Wham! come from Watford, a town on the edge of North London's urban sprawl, where they went to the same school until Andrew left for college while George stayed in the sixth-form. Both are boys who take their pleasure-seeking extremely seriously, and it was in '78, as they remember somewhat solemnly, that they became involved with a suburban soul scene, moving on to affiliate themselves with the ska and 2-Tone musical movement when the discos slipped into a more limpid jazz-funk.
"Ska had that energy. That's what we've always listened to, the stuff that's got the energy at the moment", says George.
While Wham! expended their adolescent energy in dancing and drinking, school not surprisingly took second place and their results suffered correspondingly.
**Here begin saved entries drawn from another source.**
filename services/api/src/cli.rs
use crate::demo::{run_demo, DemoArgs};
use crate::server;
use admissions::error::AppError;
use clap::{Args, Parser, Subcommand};

#[derive(Parser, Debug)]
#[command(
    name = "Admissions Service",
    about = "Run the school-admissions intake and approval service from the command line",
    version
)]
struct Cli {
    #[command(subcommand)]
    command: Option<Command>,
}

#[derive(Subcommand, Debug)]
enum Command {
    /// Start the HTTP service (default command)
    Serve(ServeArgs),
    /// Walk a synthetic cohort through the whole admission pipeline
    Demo(DemoArgs),
}

#[derive(Args, Debug, Default)]
pub(crate) struct ServeArgs {
    /// Override the configured host for the HTTP server
    #[arg(long)]
    pub(crate) host: Option<String>,
    /// Override the configured port for the HTTP server
    #[arg(long)]
    pub(crate) port: Option<u16>,
}

pub(crate) async fn run() -> Result<(), AppError> {
    let cli = Cli::parse();
    let command = cli
        .command
        .unwrap_or_else(|| Command::Serve(ServeArgs::default()));

    match command {
        Command::Serve(args) => server::run(args).await,
        Command::Demo(args) => run_demo(args),
    }
}
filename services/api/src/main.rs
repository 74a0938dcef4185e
use admissions_api::run;

#[tokio::main]
async fn main() {
    if let Err(err) = run().await {
        eprintln!("application error: {err}");
        std::process::exit(1);
    }
}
"Andrew didn't get our exams because he was being a college trendy. I was a sixth-form rebel - which didn't take much", George adds. "I think we both stayed on at school so we'd have an excuse to stay at home and wouldn't have to go out to work, being lazy. We both knew that all we wanted to be was pop stars. We're both the types that should have got our A-levels with flying colours, but we were really lazy, so we didn't. We spent most of the time round at Andrew's house, mucking about on instruments and writing songs".
Inevitably they gathered up a group - a ska band to start with. When they left school they signed on the dole and carried on composing. A year later their second single entered the charts and in retrospect made their short career look almost like a masterplan.
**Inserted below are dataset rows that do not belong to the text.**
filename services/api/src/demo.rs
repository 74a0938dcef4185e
use std::sync::Arc;

use crate::infra::{
    default_collaborators, InMemoryApplicationRepository, InMemoryAuditLog, InMemoryProofStorage,
};
use admissions::error::AppError;
use admissions::workflows::admission::{
    AdmissionService, AdmissionStatus, Actor, ApplicantId, ApplicationId, ApplicationIntake,
    FeeVerdict, GuardianContact, PaymentMode, PaymentProof, ProofStorage, StaffId, StudentProfile,
};
use chrono::{NaiveDate, Utc};
use clap::Args;

#[derive(Args, Debug, Default)]
pub(crate) struct DemoArgs {
    /// Number of extra cohort applications used for the batch and funnel output
    #[arg(long, default_value_t = 5)]
    pub(crate) cohort: usize,
    /// Skip the batch-processing portion of the demo
    #[arg(long)]
    pub(crate) skip_batch: bool,
}

fn demo_intake(index: usize) -> ApplicationIntake {
    ApplicationIntake {
        school_code: "GHS".to_string(),
        academic_session: "2026-27".to_string(),
        grade_level: "grade-4".to_string(),
        applicant_id: ApplicantId(format!("guardian-demo-{index}")),
        student: StudentProfile {
            first_name: format!("Student{index}"),
            last_name: "Demo".to_string(),
            date_of_birth: NaiveDate::from_ymd_opt(2017, 6, 1).expect("valid date"),
            prior_school: None,
        },
        guardian: GuardianContact {
            name: format!("Guardian {index}"),
            relationship: "father".to_string(),
            phone: format!("+91-90000-000{index:02}"),
            email: format!("guardian{index}@example.com"),
        },
    }
}

pub(crate) fn run_demo(args: DemoArgs) -> Result<(), AppError> {
    let service = AdmissionService::new(
        Arc::new(InMemoryApplicationRepository::default()),
        Arc::new(InMemoryAuditLog::default()),
        default_collaborators(),
    );
    let storage = InMemoryProofStorage::default();

    let applicant = Actor::Applicant(ApplicantId("guardian-demo-0".to_string()));
    let officer = Actor::Staff(StaffId("officer-01".to_string()));
    let finance = Actor::Staff(StaffId("finance-01".to_string()));
    let head = Actor::Staff(StaffId("head-01".to_string()));
    let registrar = Actor::Staff(StaffId("registrar-01".to_string()));

    println!("Admission pipeline demo");
    println!("=======================");

    let draft = service.create_draft(demo_intake(0))?;
    println!("opened {} in '{}'", draft.id.0, draft.status.label());

    let record = service.submit(&applicant, &draft.id)?;
    println!("submitted -> '{}'", record.status.label());

    service.review(&officer, &draft.id, Some("forms complete".to_string()))?;
    let record = service.verify_docs(&officer, &draft.id, None)?;
    println!("documents verified -> '{}'", record.status.label());

    let record = service.finalize_billing(&officer, &draft.id, &[])?;
    println!(
        "billing finalized -> '{}' (total {})",
        record.status.label(),
        record.payment.amount
    );
    for item in &record.fee_snapshot {
        println!("  {:<18} {:>10}  [{}]", item.name, item.amount, item.category.label());
    }

    let proof_key = storage
        .upload(b"demo payment receipt")
        .map_err(admissions::workflows::admission::AdmissionError::from)?;
    let proof_url = storage
        .resolve(&proof_key)
        .map_err(admissions::workflows::admission::AdmissionError::from)?;
    let record = service.submit_payment(
        &applicant,
        &draft.id,
        PaymentMode::BankTransfer,
        "TXN-DEMO-0001".to_string(),
        Some(PaymentProof::Stored(proof_key)),
    )?;
    println!(
        "payment attested via {} -> '{}' (proof at {proof_url})",
        record
            .payment
            .mode
            .map(|mode| mode.label())
            .unwrap_or("unknown"),
        record.status.label()
    );

    // Re-billing after the payment reference exists must be refused.
    match service.finalize_billing(&officer, &draft.id, &[]) {
        Err(error) => println!("re-billing refused as expected: {error}"),
        Ok(_) => println!("warning: billing lock did not hold"),
    }

    service.verify_fee(&finance, &draft.id, FeeVerdict::Verified, None)?;
    service.recommend(&officer, &draft.id, Some("meets criteria".to_string()))?;
    service.approve(&head, &draft.id, None)?;
    let record = service.enrol(&registrar, &draft.id)?;
    println!("enrolled -> '{}'", record.status.label());

    println!("\nAudit trail (staff view)");
    for entry in service.list_audit_log(&draft.id, true)? {
        println!(
            "  {} {} by {}{}",
            entry.created_at.format("%H:%M:%S"),
            entry.action.label(),
            entry.performed_by,
            entry
                .remarks
                .map(|remarks| format!(" ({remarks})"))
                .unwrap_or_default()
        );
    }
    println!("Audit trail (applicant view)");
    for entry in service.list_audit_log(&draft.id, false)? {
        println!("  {}", entry.action.label());
    }

    if !args.skip_batch {
        println!("\nBatch processing {} cohort applications", args.cohort);
        let mut ids: Vec<ApplicationId> = Vec::new();
        for index in 1..=args.cohort {
            let cohort_applicant = Actor::Applicant(ApplicantId(format!("guardian-demo-{index}")));
            let draft = service.create_draft(demo_intake(index))?;
            // Leave the last one unsubmitted so the batch has a failure to report.
            if index != args.cohort {
                service.submit(&cohort_applicant, &draft.id)?;
            }
            ids.push(draft.id);
        }

        let outcome = service.batch_apply(&officer, "review", &ids, None)?;
        println!(
            "batch review: {} succeeded, {} failed {:?}",
            outcome.succeeded,
            outcome.failed.len(),
            outcome
                .failed
                .iter()
                .map(|id| id.0.as_str())
                .collect::<Vec<_>>()
        );
    }

    println!("\nFunnel");
    let report = service.funnel()?;
    println!(
        "{} in pipeline, {} enrolled, conversion {:.1}%",
        report.total,
        report.enrolled,
        report.conversion_rate * 100.0
    );
    for stage in &report.stages {
        println!(
            "  {:<18} reached {:>3}  at stage {:>3}  drop-off {:>5.1}%",
            stage.stage_label, stage.reached, stage.at_stage, stage.drop_off_pct
        );
    }

    println!("\nAging sweep");
    for row in service.aging_bulk(&[draft.id.clone()], Utc::now())? {
        println!(
            "  {} [{}] {}h elapsed of {}h budget -> {}",
            row.application_id.0,
            row.status.label(),
            row.profile.elapsed_hours,
            row.profile.sla_hours,
            row.profile.state.label()
        );
    }

    if record.status == AdmissionStatus::Enrolled {
        println!("\ndemo complete");
    }

    Ok(())
}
"We were both convinced that once the songs were heard by the right people we were going to make it. It was just convincing other people of that - like parents, that was the hard job. You're surrounded by people who are trying hard and failing dismally, and you've got to convince your parents that you're not one of those people. They don't realise the difference between a hit song and a bad song, they just think it's totally a matter of luck. I always told them, obviously it's a matter of luck, but it's not all luck. If you write good songs for long enough, someone's going to want to make money out of them".
In the event their record contract came just in time, since George's long-suffering father, incensed by his apparent lack of activity was on the brink of throwing him out of house and home. "Now he just keeps asking when the money's coming in", he laughs.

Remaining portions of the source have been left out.